Tawa Jourell meledak saat Yanuar meledeki Alvaro sebagai tiang listrik, dan dibalas jitakan serta gerutuan sang ipar. Perdebatan keduanya baru usai setelah Zulfi berdiri dan menyatukan kepala Alvaro serta Yanuar yang kompak mengaduh.
"Akhirnya, Bang Zulfi marah juga," cakap Chairil yang menempati kursi deretan kiri bersama Qadry dan Dedi.
"Aku bosan lihat mereka berantem. Dari berangkat dua hari lalu, berdebat mulu!" desis Zulfi sembari duduk kembali di kursi belakang Alvaro.
"Lanjut, Bang," kelakar Qadry.
"Heh! Jangan manas-manasin. Aku batalin nikahanmu sama adikku entar!" ancam Yanuar.
"Jangan takut, Ry. Mana Yanuar berani begitu," ledek Wirya yang duduk berdampingan dengan Zulfi.
"Yoih.
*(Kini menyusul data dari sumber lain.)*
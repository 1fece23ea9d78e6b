//! `crosscheck template` — description-file template generation.

use anyhow::{bail, Result};
use crosscheck_platform::{generate_template, PlatformType};

/// Print a description-file template seeded from the named built-in
/// platform.
pub fn run(preset: &str) -> Result<()> {
    let ty = match PlatformType::from_name(preset) {
        Some(ty) => ty,
        None => bail!("unknown platform: '{preset}' (see 'crosscheck list')"),
    };
    print!("{}", generate_template(ty)?);
    Ok(())
}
Belum sempat dia macam-macam, pasti dikemplang Babeh dan Emak Elis," cibir Alvaro.
"Ditambahkan tinjuan maut Yuli," imbuh Zulfi.
"Plus tendangan putar Mala. Yakin, Yanuar langsung pingsan," balas Wirya.
"Dan aku akan berdiri paling depan, lalu bersorak dengan kencang," cakap Alvaro.
"Elu tega amat ke gue, Bang," rengek Yanuar.
"Sekali-sekali gue kudu tega lihat elu disiksa banyak orang," timpal Alvaro.
"Stop!" Zulfi kembali berdiri dan menjitak kepala kedua sahabatnya. "Sok! Arek dilanjut deui berantemna. Urang patahkeun eta leher!" geramnya, sebelum ditarik dan ditenangkan Wirya agar tidak menambah kericuhan.
Jourell dan ketiga ajudan muda kompak tertawa. Tidak peduli mereka menjadi pusat perhatian penumpang lainnya, mereka meneruskan gelakak hingga bibir letih dan perut sakit.
Sekian menit berlalu, burung besi bergerak pelan menuju landasan pacu. Para awak kabin memulai ritual penjelasan tentang keselamatan di lorong pesawat. Kemudian mereka memasuki ruangan khusus dan memasang sabuk pengaman.
Roda pesawat berputar makin cepat. Benda besi bersayap melaju menuju ujung landasan. Jourell mengamati luar kaca sembari berdoa agar dirinya dan seluruh penumpang bisa selamat tiba di kota tujuan.
Jourell menambahkan doanya dengan harapan agar bisa menemui Vlorin dan Mackynzie tanpa insiden apa pun. Dia akan menerapkan semua wejangan Alvaro agar bisa meluluhkan hati Vlorin dan bersedia mengizinkan Jourell melakukan tes DNA pada Mackynzie.